_What to work on_: For the listing below, state how many lines include "message". The number alone is the answer.

_Task data_:
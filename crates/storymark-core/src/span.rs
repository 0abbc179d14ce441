/// Byte range into the source text.
#[derive(Clone, Copy, Debug, Default, Eq, PartialEq, Hash)]
pub struct Span {
    pub start: usize,
    pub end: usize,
}

impl Span {
    pub fn new(start: usize, end: usize) -> Self {
        debug_assert!(start <= end, "inverted span {}..{}", start, end);
        Self { start, end }
    }

    /// Zero-width span at `offset`, used for blocks that have no source text.
    pub fn point(offset: usize) -> Self {
        Self {
            start: offset,
            end: offset,
        }
    }

    /// Smallest span covering both `self` and `other`.
    pub fn cover(self, other: Span) -> Self {
        Self {
            start: self.start.min(other.start),
            end: self.end.max(other.end),
        }
    }

    pub fn len(&self) -> usize {
        self.end.saturating_sub(self.start)
    }

    pub fn is_empty(&self) -> bool {
        self.start == self.end
    }

    pub fn slice<'a>(&self, source: &'a str) -> &'a str {
        source.get(self.start..self.end).unwrap_or("")
    }
}
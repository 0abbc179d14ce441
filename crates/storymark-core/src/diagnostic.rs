use std::fmt;

use crate::source_map::Range;

pub const W_TABLE_RAGGED: &str = "W_TABLE_RAGGED";
pub const W_LIST_DEFERRED: &str = "W_LIST_DEFERRED";

/// A non-fatal anomaly found while building the story.
#[derive(Clone, Debug, Eq, PartialEq)]
pub struct Diagnostic {
    pub range: Range,
    pub severity: DiagnosticSeverity,
    pub code: &'static str,
    pub message: String,
}

impl Diagnostic {
    pub fn warning(range: Range, code: &'static str, message: impl Into<String>) -> Self {
        Self {
            range,
            severity: DiagnosticSeverity::Warning,
            code,
            message: message.into(),
        }
    }
}

impl fmt::Display for Diagnostic {
    fn fmt(&self, f: &mut fmt::Formatter<'_>) -> fmt::Result {
        write!(
            f,
            "{} {} {} {}",
            self.range, self.severity, self.code, self.message
        )
    }
}

#[derive(Clone, Copy, Debug, Eq, PartialEq)]
pub enum DiagnosticSeverity {
    Warning,
}

impl fmt::Display for DiagnosticSeverity {
    fn fmt(&self, f: &mut fmt::Formatter<'_>) -> fmt::Result {
        match self {
            DiagnosticSeverity::Warning => f.write_str("warning"),
        }
    }
}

_Result of the exercise_: 4